Tommy Law

Personal information
- Full name: Thomas Law
- Date of birth: 1 April 1908
- Place of birth: Glasgow, Scotland
- Date of death: 17 February 1976 (aged 67)
- Place of death: Wandsworth, England
- Height: 5 ft 8+1⁄2 in (1.74 m)
- Position: Left back

Youth career
- Bridgeton Waverley
- Chelsea

Senior career*
- Years: Team / Apps / (Gls)
- 1925–1939: Chelsea / 292 / (15)

International career
- 1928–1930: Scotland / 2 / (0)

= Tommy Law =

Scottish footballer

Thomas Law (1 April 1908 – 17 February 1976) was a Scottish footballer. Playing at full-back, he spent his entire professional career at Chelsea.

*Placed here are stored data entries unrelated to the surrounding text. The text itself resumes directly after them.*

//! Infinite-scroll pagination for a font list.
//!
//! A [`FontPager`] exposes a growing prefix of one category's fonts. Growth is
//! requested when the viewport nears the bottom of the list and completes after
//! a short delay, driven by [`FontPager::poll`] with the caller's clock.

use fontpair_catalog::FontDescriptor;
use std::time::{Duration, Instant};

/// Scroll geometry of a list viewport, in pixels.
#[derive(Debug, Clone, Copy, PartialEq, Default)]
pub struct ScrollMetrics {
    /// Offset of the viewport from the top of the content
    pub scroll_top: f32,
    /// Total content height
    pub scroll_height: f32,
    /// Viewport height
    pub client_height: f32,
}

impl ScrollMetrics {
    /// Content left below the viewport.
    pub fn remaining(&self) -> f32 {
        self.scroll_height - self.scroll_top - self.client_height
    }

    /// True when the viewport is within `distance` of the bottom.
    pub fn should_load_more(&self, distance: f32) -> bool {
        self.remaining() < distance
    }
}

/// Displayed prefix of a category plus the in-flight "load more" request.
#[derive(Debug, Clone)]
pub struct FontPager {
    fonts: Vec<FontDescriptor>,
    displayed: usize,
    has_more: bool,
    /// When the pending page should be appended
    pending_until: Option<Instant>,
    page_size: usize,
    load_more_delay: Duration,
}

impl FontPager {
    pub fn new(page_size: usize, load_more_delay: Duration) -> Self {
        Self {
            fonts: Vec::new(),
            displayed: 0,
            has_more: false,
            pending_until: None,
            page_size: page_size.max(1),
            load_more_delay,
        }
    }

    /// Replace the category being paged and show its first page.
    ///
    /// Returns the newly displayed fonts so their assets can be requested.
    /// Any pending page request is dropped.
    pub fn reset(&mut self, fonts: Vec<FontDescriptor>) -> &[FontDescriptor] {
        self.displayed = fonts.len().min(self.page_size);
        self.has_more = fonts.len() > self.page_size;
        self.fonts = fonts;
        self.pending_until = None;
        &self.fonts[..self.displayed]
    }

    /// Forget the current category.
    pub fn clear(&mut self) {
        self.reset(Vec::new());
    }

    pub fn displayed(&self) -> &[FontDescriptor] {
        &self.fonts[..self.displayed]
    }

    /// Size of the whole category, not just the displayed prefix.
    pub fn total(&self) -> usize {
        self.fonts.len()
    }

    pub fn has_more(&self) -> bool {
        self.has_more
    }

    pub fn is_loading_more(&self) -> bool {
        self.pending_until.is_some()
    }

    pub fn page_size(&self) -> usize {
        self.page_size
    }

    /// Schedule the next page. Ignored while a page is pending or when the
    /// category is exhausted; returns whether a request was scheduled.
    pub fn begin_load_more(&mut self, now: Instant) -> bool {
        if self.is_loading_more() || !self.has_more {
            return false;
        }
        self.pending_until = Some(now + self.load_more_delay);
        log::debug!(
            "Scheduled page after {} of {} fonts",
            self.displayed,
            self.fonts.len()
        );
        true
    }

    /// Append the pending page once its delay has elapsed.
    ///
    /// Returns the appended fonts (empty when nothing was due).
    pub fn poll(&mut self, now: Instant) -> &[FontDescriptor] {
        match self.pending_until {
            Some(due) if now >= due => {}
            _ => return &[],
        }
        self.pending_until = None;

        let start = self.displayed;
        let end = (start + self.page_size).min(self.fonts.len());
        self.has_more = start + self.page_size < self.fonts.len();
        self.displayed = end;
        &self.fonts[start..end]
    }
}

/// Tracks whether the user is actively scrolling a list.
///
/// Every scroll event extends the "scrolling" window by `idle`.
#[derive(Debug, Clone, Copy)]
pub struct ScrollActivity {
    last_scroll: Option<Instant>,
    idle: Duration,
}

impl ScrollActivity {
    pub fn new(idle: Duration) -> Self {
        Self {
            last_scroll: None,
            idle,
        }
    }

    pub fn mark(&mut self, now: Instant) {
        self.last_scroll = Some(now);
    }

    pub fn is_scrolling(&self, now: Instant) -> bool {
        self.last_scroll
            .is_some_and(|last| now.saturating_duration_since(last) < self.idle)
    }
}

#[cfg(test)]
mod tests {
    use super::*;

    const DELAY: Duration = Duration::from_millis(300);

    fn fonts(n: usize) -> Vec<FontDescriptor> {
        (0..n)
            .map(|i| FontDescriptor::new(format!("Font {i}"), "serif"))
            .collect()
    }

    #[test]
    fn test_reset_shows_first_page() {
        let mut pager = FontPager::new(20, DELAY);
        assert_eq!(pager.reset(fonts(45)).len(), 20);
        assert!(pager.has_more());
        assert_eq!(pager.total(), 45);

        assert_eq!(pager.reset(fonts(20)).len(), 20);
        assert!(!pager.has_more());

        assert_eq!(pager.reset(fonts(3)).len(), 3);
        assert!(!pager.has_more());
    }

    #[test]
    fn test_load_more_waits_for_delay() {
        let mut pager = FontPager::new(20, DELAY);
        pager.reset(fonts(45));
        let t0 = Instant::now();

        assert!(pager.begin_load_more(t0));
        assert!(pager.is_loading_more());
        assert!(!pager.begin_load_more(t0), "second request while pending is ignored");

        assert!(pager.poll(t0 + Duration::from_millis(100)).is_empty());
        assert_eq!(pager.displayed().len(), 20);

        let appended = pager.poll(t0 + DELAY);
        assert_eq!(appended.len(), 20);
        assert_eq!(appended[0].family, "Font 20");
        assert_eq!(pager.displayed().len(), 40);
        assert!(pager.has_more());
        assert!(!pager.is_loading_more());
    }

    #[test]
    fn test_last_page_exhausts() {
        let mut pager = FontPager::new(20, DELAY);
        pager.reset(fonts(45));
        let t0 = Instant::now();
        pager.begin_load_more(t0);
        pager.poll(t0 + DELAY);
        pager.begin_load_more(t0 + DELAY);
        let appended = pager.poll(t0 + DELAY * 2);
        assert_eq!(appended.len(), 5);
        assert_eq!(pager.displayed().len(), 45);
        assert!(!pager.has_more());
        assert!(!pager.begin_load_more(t0 + DELAY * 2));
    }

    #[test]
    fn test_reset_drops_pending_request() {
        let mut pager = FontPager::new(2, DELAY);
        pager.reset(fonts(10));
        let t0 = Instant::now();
        pager.begin_load_more(t0);
        pager.reset(fonts(4));
        assert!(!pager.is_loading_more());
        assert!(pager.poll(t0 + DELAY).is_empty());
        assert_eq!(pager.displayed().len(), 2);
    }

    #[test]
    fn test_should_load_more_distance() {
        let near = ScrollMetrics {
            scroll_top: 820.0,
            scroll_height: 1200.0,
            client_height: 300.0,
        };
        assert_eq!(near.remaining(), 80.0);
        assert!(near.should_load_more(100.0));

        let far = ScrollMetrics {
            scroll_top: 0.0,
            ..near
        };
        assert!(!far.should_load_more(100.0));

        let exact = ScrollMetrics {
            scroll_top: 800.0,
            ..near
        };
        assert!(!exact.should_load_more(100.0), "threshold is strict");
    }

    #[test]
    fn test_scroll_activity_window() {
        let mut activity = ScrollActivity::new(Duration::from_millis(150));
        let t0 = Instant::now();
        assert!(!activity.is_scrolling(t0));
        activity.mark(t0);
        assert!(activity.is_scrolling(t0 + Duration::from_millis(149)));
        assert!(!activity.is_scrolling(t0 + Duration::from_millis(150)));
    }
}
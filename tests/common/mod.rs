//! Shared integration test helpers for fontpair.
//!
//! Include with `mod common;` at the top of a test file. The
//! `#[allow(dead_code)]` attribute suppresses warnings when a file only uses
//! a subset of the helpers.

#![allow(dead_code)]

use fontpair::asset_loader::{AssetFetcher, FontAssetLoader};
use fontpair::explorer::FontPairExplorer;
use fontpair::selection::SelectionStore;
use fontpair::storage::{MemoryStorage, StateStorage};
use fontpair_catalog::{CatalogError, CatalogResponse, FontDescriptor};
use fontpair_config::Config;
use parking_lot::Mutex;
use std::path::PathBuf;
use std::sync::Arc;
use std::time::{Duration, Instant};
use tempfile::TempDir;

/// A descriptor with one regular asset under `fonts/`.
pub fn font(family: &str, category: &str) -> FontDescriptor {
    let mut font = FontDescriptor::new(family, category);
    font.variants = vec!["regular".into(), "700".into()];
    font.subsets = vec!["latin".into(), "latin-ext".into()];
    font.files
        .insert("regular".into(), format!("fonts/{}.ttf", family.replace(' ', "")));
    font
}

/// Catalog used across the suite, in catalog (not category) order:
///
/// - `display`: 25 fonts, `Display Font 00`..`Display Font 24`
/// - `handwriting`: 24 generic fonts followed by `Lobster` (index 24)
/// - `serif`: 45 fonts, `Serif Font 00`..`Serif Font 44`
pub fn sample_catalog() -> Vec<FontDescriptor> {
    let mut fonts = Vec::new();
    for i in 0..45 {
        fonts.push(font(&format!("Serif Font {i:02}"), "serif"));
        if i < 25 {
            fonts.push(font(&format!("Display Font {i:02}"), "display"));
        }
        if i < 24 {
            fonts.push(font(&format!("Handwriting Font {i:02}"), "handwriting"));
        }
    }
    fonts.push(font("Lobster", "handwriting"));
    fonts
}

/// Write `fonts` as a catalog JSON file in a fresh temp dir.
///
/// Keep the `TempDir` alive for as long as the file is used.
pub fn write_catalog(fonts: Vec<FontDescriptor>) -> (TempDir, PathBuf) {
    let dir = TempDir::new().expect("Failed to create temp dir");
    let path = dir.path().join("webfonts.json");
    let response = CatalogResponse {
        kind: Some("webfonts#webfontList".into()),
        items: fonts,
    };
    let json = serde_json::to_vec_pretty(&response).expect("Failed to serialize catalog");
    std::fs::write(&path, json).expect("Failed to write catalog");
    (dir, path)
}

/// Fetcher returning the location bytes, recording every call.
#[derive(Default)]
pub struct RecordingFetcher {
    pub calls: Mutex<Vec<String>>,
}

impl AssetFetcher for RecordingFetcher {
    fn fetch(&self, location: &str) -> Result<Vec<u8>, CatalogError> {
        self.calls.lock().push(location.to_string());
        Ok(location.as_bytes().to_vec())
    }
}

/// Loader over a [`RecordingFetcher`] that accepts any bytes as a font.
pub fn recording_loader() -> (FontAssetLoader, Arc<RecordingFetcher>) {
    let fetcher = Arc::new(RecordingFetcher::default());
    let loader = FontAssetLoader::new(fetcher.clone()).with_validator(|_| true);
    (loader, fetcher)
}

/// Explorer over `storage` with the recording loader. The catalog is not loaded yet.
pub fn explorer_with(storage: impl StateStorage + 'static) -> (FontPairExplorer, Arc<RecordingFetcher>) {
    let (loader, fetcher) = recording_loader();
    let explorer = FontPairExplorer::new(
        Config::default(),
        SelectionStore::new(Box::new(storage)),
        loader,
    );
    (explorer, fetcher)
}

/// Explorer with the sample catalog applied at `t0`.
pub fn loaded_explorer(
    saved: &[(&str, &str)],
    t0: Instant,
) -> (FontPairExplorer, Arc<RecordingFetcher>) {
    let (mut explorer, fetcher) = explorer_with(MemoryStorage::with_values(saved.iter().copied()));
    explorer.on_catalog_loaded(Ok(sample_catalog()), t0);
    (explorer, fetcher)
}

pub fn ms(millis: u64) -> Duration {
    Duration::from_millis(millis)
}
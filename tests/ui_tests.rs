//! Headless egui tests for the font pairing page and list columns.

mod common;

use common::{ms, recording_loader, sample_catalog};
use fontpair::asset_loader::FontAssetLoader;
use fontpair::explorer::{FontPairExplorer, LOAD_FAILED_MESSAGE};
use fontpair::font_list_ui::{FontListAction, FontListUI};
use fontpair::font_registry::FontRegistry;
use fontpair::pair_fonts_ui::PairFontsUI;
use fontpair::selection::{HEADING_FONT_KEY, ListKind, SelectionStore};
use fontpair::storage::MemoryStorage;
use fontpair_catalog::CatalogError;
use fontpair_config::Config;
use std::time::Instant;

/// Explorer that never fetches assets, so no catalog family is ever registered.
fn offline_explorer(saved: &[(&str, &str)]) -> FontPairExplorer {
    FontPairExplorer::new(
        Config::default(),
        SelectionStore::new(Box::new(MemoryStorage::with_values(saved.iter().copied()))),
        FontAssetLoader::disabled(),
    )
}

fn run_frame(ctx: &egui::Context, page: &mut PairFontsUI, now: Instant) {
    let _ = ctx.run(egui::RawInput::default(), |ctx| page.show_at(ctx, now));
}

#[test]
fn test_page_renders_loading_state() {
    let ctx = egui::Context::default();
    let mut page = PairFontsUI::new(offline_explorer(&[]));
    let t0 = Instant::now();
    run_frame(&ctx, &mut page, t0);
    run_frame(&ctx, &mut page, t0 + ms(16));
    assert!(page.explorer().categories().is_empty());
}

#[test]
fn test_page_renders_failed_state() {
    let ctx = egui::Context::default();
    let mut page = PairFontsUI::new(offline_explorer(&[]));
    let t0 = Instant::now();
    let error: CatalogError = serde_json::from_str::<serde_json::Value>("[")
        .unwrap_err()
        .into();
    page.explorer_mut().on_catalog_loaded(Err(error), t0);
    run_frame(&ctx, &mut page, t0);
    assert_eq!(
        page.explorer().catalog_state(),
        &fontpair::CatalogState::Failed(LOAD_FAILED_MESSAGE.to_string())
    );
}

#[test]
fn test_page_renders_catalog_and_runs_restore() {
    let ctx = egui::Context::default();
    let mut page = PairFontsUI::new(offline_explorer(&[(HEADING_FONT_KEY, "Serif Font 30")]));
    let t0 = Instant::now();
    page.explorer_mut().on_catalog_loaded(Ok(sample_catalog()), t0);

    for frame in 0..40 {
        run_frame(&ctx, &mut page, t0 + ms(frame * 20));
    }

    let explorer = page.explorer();
    assert_eq!(explorer.selected_category(ListKind::Heading), "serif");
    assert_eq!(explorer.list(ListKind::Heading).focus_index(), Some(30));
    assert!(!explorer.is_initial_load());
    assert!(!page.registry().is_active("Serif Font 30"));
}

#[test]
fn test_list_reports_unloaded_visible_rows() {
    let ctx = egui::Context::default();
    let mut explorer = offline_explorer(&[]);
    explorer.on_catalog_loaded(Ok(sample_catalog()), Instant::now());
    let registry = FontRegistry::new();
    let mut list_ui = FontListUI::new(ListKind::Body);

    let mut actions = Vec::new();
    let _ = ctx.run(egui::RawInput::default(), |ctx| {
        egui::CentralPanel::default().show(ctx, |ui| {
            actions = list_ui.show(ui, &explorer, &registry);
        });
    });

    let visible = actions.iter().find_map(|action| match action {
        FontListAction::ItemsVisible(families) => Some(families.clone()),
        _ => None,
    });
    let visible = visible.expect("rows on screen should be reported");
    assert_eq!(visible.first().map(String::as_str), Some("Display Font 00"));
    assert!(
        !actions
            .iter()
            .any(|a| matches!(a, FontListAction::Scrolled(_))),
        "the first frame has nothing to compare the offset with"
    );
}

#[test]
fn test_rows_without_assets_are_reported_once() {
    let ctx = egui::Context::default();
    let mut fonts = sample_catalog();
    for font in fonts.iter_mut().filter(|f| f.category == "display") {
        font.files.clear();
    }
    let (loader, fetcher) = recording_loader();
    let mut explorer = FontPairExplorer::new(
        Config::default(),
        SelectionStore::new(Box::new(MemoryStorage::new())),
        loader,
    );
    explorer.on_catalog_loaded(Ok(fonts), Instant::now());
    let registry = FontRegistry::new();
    let mut list_ui = FontListUI::new(ListKind::Body);

    let mut reported = Vec::new();
    for _ in 0..2 {
        let mut actions = Vec::new();
        let _ = ctx.run(egui::RawInput::default(), |ctx| {
            egui::CentralPanel::default().show(ctx, |ui| {
                actions = list_ui.show(ui, &explorer, &registry);
            });
        });
        for action in actions {
            if let FontListAction::ItemsVisible(families) = action {
                explorer.on_items_visible(families.iter().map(String::as_str));
                reported.push(families);
            }
        }
    }

    assert_eq!(reported.len(), 1, "asset-less rows are only reported on the first frame");
    assert!(explorer.loader().has_failed("Display Font 00"));
    assert!(fetcher.calls.lock().is_empty());
}
impl FontPairExplorer {
    pub fn new(config: Config, selection: SelectionStore, loader: FontAssetLoader) -> Self {
        Self {
            heading: FontListState::new(ListKind::Heading, &config),
            body: FontListState::new(ListKind::Body, &config),
            config,
            state: CatalogState::Loading,
            fonts: Vec::new(),
            family_index: HashMap::new(),
            categories: Vec::new(),
            selection,
            loader,
            initial_load: true,
            catalog_rx: None,
        }
    }

    /// Fetch the catalog on a background thread; the result is applied by [`Self::tick`].
    pub fn begin_catalog_load(&mut self, client: CatalogClient) {
        let (tx, rx) = mpsc::channel();
        self.state = CatalogState::Loading;
        let spawned = std::thread::Builder::new()
            .name("catalog-fetch".into())
            .spawn(move || {
                let _ = tx.send(client.fetch());
            });
        match spawned {
            Ok(_) => self.catalog_rx = Some(rx),
            Err(e) => {
                log::error!("Failed to spawn catalog fetch thread: {}", e);
                self.state = CatalogState::Failed(LOAD_FAILED_MESSAGE.to_string());
            }
        }
    }

    /// Apply a fetched catalog (or the fetch error).
    pub fn on_catalog_loaded(&mut self, result: CatalogResult, now: Instant) {
        let fonts = match result {
            Ok(fonts) => fonts,
            Err(e) => {
                log::error!("Error fetching webfonts: {}", e);
                self.state = CatalogState::Failed(LOAD_FAILED_MESSAGE.to_string());
                return;
            }
        };

        self.categories = group_by_category(&fonts);
        self.family_index = fonts
            .iter()
            .enumerate()
            .map(|(i, font)| (font.family.clone(), i))
            .collect();
        self.fonts = fonts;
        self.state = CatalogState::Ready;
        log::info!(
            "Catalog ready: {} fonts in {} categories",
            self.fonts.len(),
            self.categories.len()
        );

        if let Some(first) = self.categories.first().map(|c| c.name.clone()) {
            for kind in ListKind::ALL {
                let current = self.selection.category(kind);
                let known = self.categories.iter().any(|c| c.name == current);
                if !self.selection.has_saved_category(kind) || !known {
                    self.selection.set_category(kind, &first);
                }
            }
        }

        for kind in ListKind::ALL {
            let category = self.selection.category(kind).to_string();
            self.apply_category(kind, &category);
        }

        self.advance_restore(now);
    }

    pub fn config(&self) -> &Config {
        &self.config
    }

    pub fn catalog_state(&self) -> &CatalogState {
        &self.state
    }

    pub fn categories(&self) -> &[FontCategory] {
        &self.categories
    }

    pub fn all_fonts(&self) -> &[FontDescriptor] {
        &self.fonts
    }

    pub fn font(&self, family: &str) -> Option<&FontDescriptor> {
        self.family_index.get(family).map(|&i| &self.fonts[i])
    }

    pub fn selection(&self) -> &SelectionStore {
        &self.selection
    }

    pub fn loader(&self) -> &FontAssetLoader {
        &self.loader
    }

    pub fn list(&self, kind: ListKind) -> &FontListState {
        match kind {
            ListKind::Heading => &self.heading,
            ListKind::Body => &self.body,
        }
    }

    fn list_mut(&mut self, kind: ListKind) -> &mut FontListState {
        match kind {
            ListKind::Heading => &mut self.heading,
            ListKind::Body => &mut self.body,
        }
    }

    /// True until the saved selections have been restored (or there were none).
    pub fn is_initial_load(&self) -> bool {
        self.initial_load
    }

    pub fn selected_category(&self, kind: ListKind) -> &str {
        self.selection.category(kind)
    }

    pub fn selected_font(&self, kind: ListKind) -> &str {
        self.selection.font(kind)
    }

    /// Switch a list to another category. Selecting the current category is a no-op.
    pub fn set_category(&mut self, kind: ListKind, name: &str) {
        if self.selection.category(kind) == name {
            return;
        }
        log::debug!("{} category -> {}", kind.name(), name);
        self.selection.set_category(kind, name);
        self.apply_category(kind, name);
    }

    /// Reset the list's pager to `name`'s fonts and request their assets.
    fn apply_category(&mut self, kind: ListKind, name: &str) {
        let fonts = self
            .categories
            .iter()
            .find(|c| c.name == name)
            .map(|c| c.fonts.clone())
            .unwrap_or_default();

        let list = match kind {
            ListKind::Heading => &mut self.heading,
            ListKind::Body => &mut self.body,
        };
        list.restore.rearm();
        let shown = list.pager.reset(fonts);
        self.loader.request(shown);
    }

    pub fn select_font(&mut self, kind: ListKind, family: &str, index: usize) {
        self.selection.set_font(kind, family);
        self.list_mut(kind).focus_index = Some(index);
    }

    /// Whether the list's query is long enough to search across all categories.
    pub fn is_searching(&self, kind: ListKind) -> bool {
        self.list(kind).search_query.chars().count() >= self.config.search_min_chars
    }

    pub fn set_search(&mut self, kind: ListKind, query: &str, now: Instant) {
        let min_chars = self.config.search_min_chars;
        let list = self.list_mut(kind);
        if list.search_query == query {
            return;
        }
        list.search_query = query.to_string();
        list.search_pending_since = (query.chars().count() >= min_chars).then_some(now);
    }

    /// What the list currently shows: search results across all categories
    /// while searching, otherwise the displayed prefix of its category.
    pub fn visible_fonts(&self, kind: ListKind) -> Vec<&FontDescriptor> {
        let list = self.list(kind);
        if self.is_searching(kind) {
            filter_fonts(&self.fonts, &list.search_query)
        } else {
            list.pager.displayed().iter().collect()
        }
    }

    /// Summary shown under the list header.
    pub fn status_line(&self, kind: ListKind) -> String {
        if self.is_searching(kind) {
            format!(
                "Found {} fonts matching \"{}\" across all categories",
                self.visible_fonts(kind).len(),
                self.list(kind).search_query
            )
        } else {
            let pager = &self.list(kind).pager;
            format!(
                "Showing {} of {} fonts",
                pager.displayed().len(),
                pager.total()
            )
        }
    }

    /// Record a scroll event and request the next page when near the bottom.
    pub fn on_scroll(&mut self, kind: ListKind, metrics: ScrollMetrics, now: Instant) {
        let searching = self.is_searching(kind);
        let distance = self.config.load_more_distance;
        let list = self.list_mut(kind);
        list.scroll.mark(now);

        if searching || list.pager.is_loading_more() || !list.pager.has_more() {
            return;
        }
        if metrics.should_load_more(distance) {
            list.pager.begin_load_more(now);
        }
    }

    /// Schedule the next page of a list's category directly.
    pub fn load_more(&mut self, kind: ListKind, now: Instant) -> bool {
        self.list_mut(kind).pager.begin_load_more(now)
    }

    /// Request assets for fonts that scrolled into view.
    pub fn on_items_visible<'a>(&mut self, families: impl IntoIterator<Item = &'a str>) {
        let fonts: Vec<&FontDescriptor> = families
            .into_iter()
            .filter(|family| !self.loader.is_loaded(family) && !self.loader.has_failed(family))
            .filter_map(|family| self.family_index.get(family).map(|&i| &self.fonts[i]))
            .collect();
        if !fonts.is_empty() {
            self.loader.request(fonts);
        }
    }

    /// Advance every timer-driven behavior to `now`.
    pub fn tick(&mut self, now: Instant) -> TickOutput {
        self.poll_catalog(now);

        let min_chars = self.config.search_min_chars;
        let debounce = self.config.search_debounce();
        for kind in ListKind::ALL {
            let list = match kind {
                ListKind::Heading => &mut self.heading,
                ListKind::Body => &mut self.body,
            };

            let appended = list.pager.poll(now);
            if !appended.is_empty() {
                self.loader.request(appended);
            }

            if let Some(since) = list.search_pending_since
                && now >= since + debounce
            {
                list.search_pending_since = None;
                if list.search_query.chars().count() >= min_chars {
                    let results = filter_fonts(&self.fonts, &list.search_query);
                    self.loader.request(results);
                }
            }
        }

        self.advance_restore(now);

        let mut scroll_to = Vec::new();
        for kind in ListKind::ALL {
            let list = self.list_mut(kind);
            let scrolling = list.scroll.is_scrolling(now);
            if let Some(index) = list.restore.take_due_scroll(now, scrolling) {
                scroll_to.push((kind, index));
            }
        }

        TickOutput {
            scroll_to,
            loaded: self.loader.poll(),
        }
    }

    /// True while anything is waiting on time or a background thread.
    pub fn has_pending_work(&self) -> bool {
        self.catalog_rx.is_some()
            || !self.loader.is_idle()
            || ListKind::ALL.iter().any(|&kind| {
                let list = self.list(kind);
                list.pager.is_loading_more()
                    || list.search_pending_since.is_some()
                    || list.restore.has_pending_scroll()
            })
    }

    fn poll_catalog(&mut self, now: Instant) {
        let Some(received) = self.catalog_rx.as_ref().map(Receiver::try_recv) else {
            return;
        };
        match received {
            Ok(result) => {
                self.catalog_rx = None;
                self.on_catalog_loaded(result, now);
            }
            Err(TryRecvError::Empty) => {}
            Err(TryRecvError::Disconnected) => {
                log::error!("Catalog fetch thread exited without a result");
                self.catalog_rx = None;
                self.state = CatalogState::Failed(LOAD_FAILED_MESSAGE.to_string());
            }
        }
    }

    /// Run the restore sequence: categories first, then font lookup, then
    /// completion of the initial load.
    fn advance_restore(&mut self, now: Instant) {
        if !self.initial_load || self.categories.is_empty() {
            return;
        }

        for kind in ListKind::ALL {
            let saved = self.selection.saved_font(kind);
            let target = self
                .list(kind)
                .restore
                .category_to_restore(saved.as_deref(), &self.categories, self.selection.category(kind))
                .map(str::to_string);
            if let Some(target) = target {
                log::info!(
                    "Restoring {} category {} for saved font {:?}",
                    kind.name(),
                    target,
                    saved
                );
                self.selection.set_category(kind, &target);
                self.apply_category(kind, &target);
            }
        }

        let scroll_delay = self.config.restore_scroll_delay();
        for kind in ListKind::ALL {
            let saved = self.selection.saved_font(kind);
            let list = match kind {
                ListKind::Heading => &mut self.heading,
                ListKind::Body => &mut self.body,
            };
            let step = list.restore.step(
                saved.as_deref(),
                list.pager.displayed(),
                list.pager.has_more(),
                list.pager.is_loading_more(),
                now,
                scroll_delay,
            );
            match step {
                RestoreStep::Found { index } => {
                    log::info!("Restored {} font at index {}", kind.name(), index);
                    list.focus_index = Some(index);
                }
                RestoreStep::LoadMore => {
                    list.pager.begin_load_more(now);
                }
                RestoreStep::GaveUp => {
                    log::info!("Saved {} font {:?} not found", kind.name(), saved);
                }
                RestoreStep::Idle | RestoreStep::NothingSaved => {}
            }
        }

        let all_restored = self.heading.restore.has_restored() && self.body.restore.has_restored();
        let nothing_saved = ListKind::ALL
            .iter()
            .all(|&kind| self.selection.saved_font(kind).is_none());
        if all_restored || nothing_saved {
            log::debug!("Initial load complete");
            self.initial_load = false;
        }
    }
}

Born in Glasgow, he signed for David Calderhead's Chelsea from local junior club Bridgeton Waverley and made his English Football League debut in 1926 against Bradford City. He soon established himself as Chelsea's first choice full-back, a position he would hold for most of his time at Stamford Bridge and was one of the less glamorous, though more reliable, members of a star-studded Chelsea squad which included his Scottish teammates, Hughie Gallacher, Alex Jackson, Willie Ferguson and Andy Wilson. He made 318 appearances for Chelsea, scoring 19 goals, mainly from penalties.

Law won two caps for Scotland, both against England. He made his debut during Scotland's famous "Wembley Wizards" 5–1 win over England at Wembley in 1928. His final cap came in the same fixture two years later, though this time the Scots lost 2–5.